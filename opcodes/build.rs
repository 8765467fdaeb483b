use std::{collections::BTreeSet, fs::File, io::Write};

use anyhow::Result;
use proc_macro2::TokenStream;
use quote::{format_ident, quote};
use serde::{Deserialize, Serialize};

fn main() -> Result<()> {
    // Regenerate if either opcode table changes.
    println!("cargo:rerun-if-changed=major_opcodes.json");
    println!("cargo:rerun-if-changed=reg_opcodes.json");

    let major: Vec<OpcodeEntry> = serde_json::from_slice(include_bytes!("./major_opcodes.json"))?;
    assert_eq!(256, major.len(), "Must cover exactly 256 major opcodes");

    let reg: Vec<OpcodeEntry> = serde_json::from_slice(include_bytes!("./reg_opcodes.json"))?;
    assert_eq!(
        128,
        reg.len(),
        "Must cover exactly 128 REG-format effective opcode slots"
    );

    let major_file = build_table_file("MajorOp", "decode_major", "u8", &major)?;
    let mut f = File::create("./src/major_opcode.rs")?;
    write!(f, "{}", prettyplease::unparse(&major_file))?;

    let reg_file = build_table_file("RegOp", "decode_reg", "u16", &reg)?;
    let mut f = File::create("./src/reg_opcode.rs")?;
    write!(f, "{}", prettyplease::unparse(&reg_file))?;

    Ok(())
}

/// Build one generated module: an enum of the *distinct* instruction
/// identities in `entries`, a `decode_*` function mapping the raw opcode
/// value onto that enum (several raw values may map to the same variant,
/// e.g. every conditional-branch major opcode maps to `BranchConditional`),
/// and a `Display` impl yielding the canonical mnemonic.
fn build_table_file(
    enum_name: &str,
    decode_fn_name: &str,
    raw_ty: &str,
    entries: &[OpcodeEntry],
) -> Result<syn::File> {
    Ok(syn::File {
        shebang: None,
        attrs: vec![],
        items: vec![
            syn::parse2(build_enum(enum_name, entries))?,
            syn::parse2(build_decode_fn(enum_name, decode_fn_name, raw_ty, entries))?,
            syn::parse2(build_display(enum_name, entries))?,
        ],
    })
}

fn build_enum(enum_name: &str, entries: &[OpcodeEntry]) -> TokenStream {
    let enum_ident = format_ident!("{enum_name}");

    // Preserve first-seen order, but only emit each variant once.
    let mut seen = BTreeSet::new();
    let variants = entries.iter().filter_map(|op| {
        if seen.insert(op.id.clone()) {
            let id = format_ident!("{}", op.id);
            Some(quote! { #id })
        } else {
            None
        }
    });

    quote! {
        #[allow(non_camel_case_types)]
        #[derive(Clone, Copy, Debug, Eq, PartialEq)]
        pub enum #enum_ident {
            #(#variants),*
        }
    }
}

fn build_decode_fn(
    enum_name: &str,
    fn_name: &str,
    raw_ty: &str,
    entries: &[OpcodeEntry],
) -> TokenStream {
    let enum_ident = format_ident!("{enum_name}");
    let fn_ident = format_ident!("{fn_name}");
    let raw_ty_ident = format_ident!("{raw_ty}");

    let arms = entries.iter().map(|op| {
        let id = format_ident!("{}", op.id);
        // Suffix the literal to match the raw opcode width, otherwise the
        // generated match arms default to an untyped integer and disagree
        // with the function's parameter type.
        let opcode = match raw_ty {
            "u8" => proc_macro2::Literal::u8_suffixed(op.opcode as u8),
            "u16" => proc_macro2::Literal::u16_suffixed(op.opcode as u16),
            other => panic!("unsupported raw opcode width: {other}"),
        };

        quote! { #opcode => #enum_ident::#id }
    });

    quote! {
        pub fn #fn_ident(opcode: #raw_ty_ident) -> #enum_ident {
            match opcode {
                #(#arms),*,
                _ => #enum_ident::IllegalOpcode,
            }
        }
    }
}

fn build_display(enum_name: &str, entries: &[OpcodeEntry]) -> TokenStream {
    let enum_ident = format_ident!("{enum_name}");

    let mut seen = BTreeSet::new();
    let arms = entries.iter().filter_map(|op| {
        if seen.insert(op.id.clone()) {
            let id = format_ident!("{}", op.id);
            let mnemonic = &op.mnemonic;
            Some(quote! { #enum_ident::#id => #mnemonic })
        } else {
            None
        }
    });

    quote! {
        impl std::fmt::Display for #enum_ident {
            fn fmt(&self, f: &mut std::fmt::Formatter<'_>) -> std::fmt::Result {
                write!(f, "{}", match self {
                    #(#arms),*
                })
            }
        }
    }
}

#[derive(Clone, Debug, Deserialize, Eq, PartialEq, Serialize)]
struct OpcodeEntry {
    opcode: u32,
    id: String,
    mnemonic: String,
}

Exercise instructions. Each entry, from start to finish, must be restated exactly.

Reply.
filename opcodes/build.rs
repository 8765467fdaeb483b
use std::{collections::BTreeSet, fs::File, io::Write};

use anyhow::Result;
use proc_macro2::TokenStream;
use quote::{format_ident, quote};
use serde::{Deserialize, Serialize};

fn main() -> Result<()> {
    // Regenerate if either opcode table changes.
    println!("cargo:rerun-if-changed=major_opcodes.json");
    println!("cargo:rerun-if-changed=reg_opcodes.json");

    let major: Vec<OpcodeEntry> = serde_json::from_slice(include_bytes!("./major_opcodes.json"))?;
    assert_eq!(256, major.len(), "Must cover exactly 256 major opcodes");

    let reg: Vec<OpcodeEntry> = serde_json::from_slice(include_bytes!("./reg_opcodes.json"))?;
    assert_eq!(
        128,
        reg.len(),
        "Must cover exactly 128 REG-format effective opcode slots"
    );

    let major_file = build_table_file("MajorOp", "decode_major", "u8", &major)?;
    let mut f = File::create("./src/major_opcode.rs")?;
    write!(f, "{}", prettyplease::unparse(&major_file))?;

    let reg_file = build_table_file("RegOp", "decode_reg", "u16", &reg)?;
    let mut f = File::create("./src/reg_opcode.rs")?;
    write!(f, "{}", prettyplease::unparse(&reg_file))?;

    Ok(())
}

/// Build one generated module: an enum of the *distinct* instruction
/// identities in `entries`, a `decode_*` function mapping the raw opcode
/// value onto that enum (several raw values may map to the same variant,
/// e.g. every conditional-branch major opcode maps to `BranchConditional`),
/// and a `Display` impl yielding the canonical mnemonic.
fn build_table_file(
    enum_name: &str,
    decode_fn_name: &str,
    raw_ty: &str,
    entries: &[OpcodeEntry],
) -> Result<syn::File> {
    Ok(syn::File {
        shebang: None,
        attrs: vec![],
        items: vec![
            syn::parse2(build_enum(enum_name, entries))?,
            syn::parse2(build_decode_fn(enum_name, decode_fn_name, raw_ty, entries))?,
            syn::parse2(build_display(enum_name, entries))?,
        ],
    })
}

fn build_enum(enum_name: &str, entries: &[OpcodeEntry]) -> TokenStream {
    let enum_ident = format_ident!("{enum_name}");

    // Preserve first-seen order, but only emit each variant once.
    let mut seen = BTreeSet::new();
    let variants = entries.iter().filter_map(|op| {
        if seen.insert(op.id.clone()) {
            let id = format_ident!("{}", op.id);
            Some(quote! { #id })
        } else {
            None
        }
    });

    quote! {
        #[allow(non_camel_case_types)]
        #[derive(Clone, Copy, Debug, Eq, PartialEq)]
        pub enum #enum_ident {
            #(#variants),*
        }
    }
}

fn build_decode_fn(
    enum_name: &str,
    fn_name: &str,
    raw_ty: &str,
    entries: &[OpcodeEntry],
) -> TokenStream {
    let enum_ident = format_ident!("{enum_name}");
    let fn_ident = format_ident!("{fn_name}");
    let raw_ty_ident = format_ident!("{raw_ty}");

    let arms = entries.iter().map(|op| {
        let id = format_ident!("{}", op.id);
        // Suffix the literal to match the raw opcode width, otherwise the
        // generated match arms default to an untyped integer and disagree
        // with the function's parameter type.
        let opcode = match raw_ty {
            "u8" => proc_macro2::Literal::u8_suffixed(op.opcode as u8),
            "u16" => proc_macro2::Literal::u16_suffixed(op.opcode as u16),
            other => panic!("unsupported raw opcode width: {other}"),
        };

        quote! { #opcode => #enum_ident::#id }
    });

    quote! {
        pub fn #fn_ident(opcode: #raw_ty_ident) -> #enum_ident {
            match opcode {
                #(#arms),*,
                _ => #enum_ident::IllegalOpcode,
            }
        }
    }
}

fn build_display(enum_name: &str, entries: &[OpcodeEntry]) -> TokenStream {
    let enum_ident = format_ident!("{enum_name}");

    let mut seen = BTreeSet::new();
    let arms = entries.iter().filter_map(|op| {
        if seen.insert(op.id.clone()) {
            let id = format_ident!("{}", op.id);
            let mnemonic = &op.mnemonic;
            Some(quote! { #enum_ident::#id => #mnemonic })
        } else {
            None
        }
    });

    quote! {
        impl std::fmt::Display for #enum_ident {
            fn fmt(&self, f: &mut std::fmt::Formatter<'_>) -> std::fmt::Result {
                write!(f, "{}", match self {
                    #(#arms),*
                })
            }
        }
    }
}

#[derive(Clone, Debug, Deserialize, Eq, PartialEq, Serialize)]
struct OpcodeEntry {
    opcode: u32,
    id: String,
    mnemonic: String,
}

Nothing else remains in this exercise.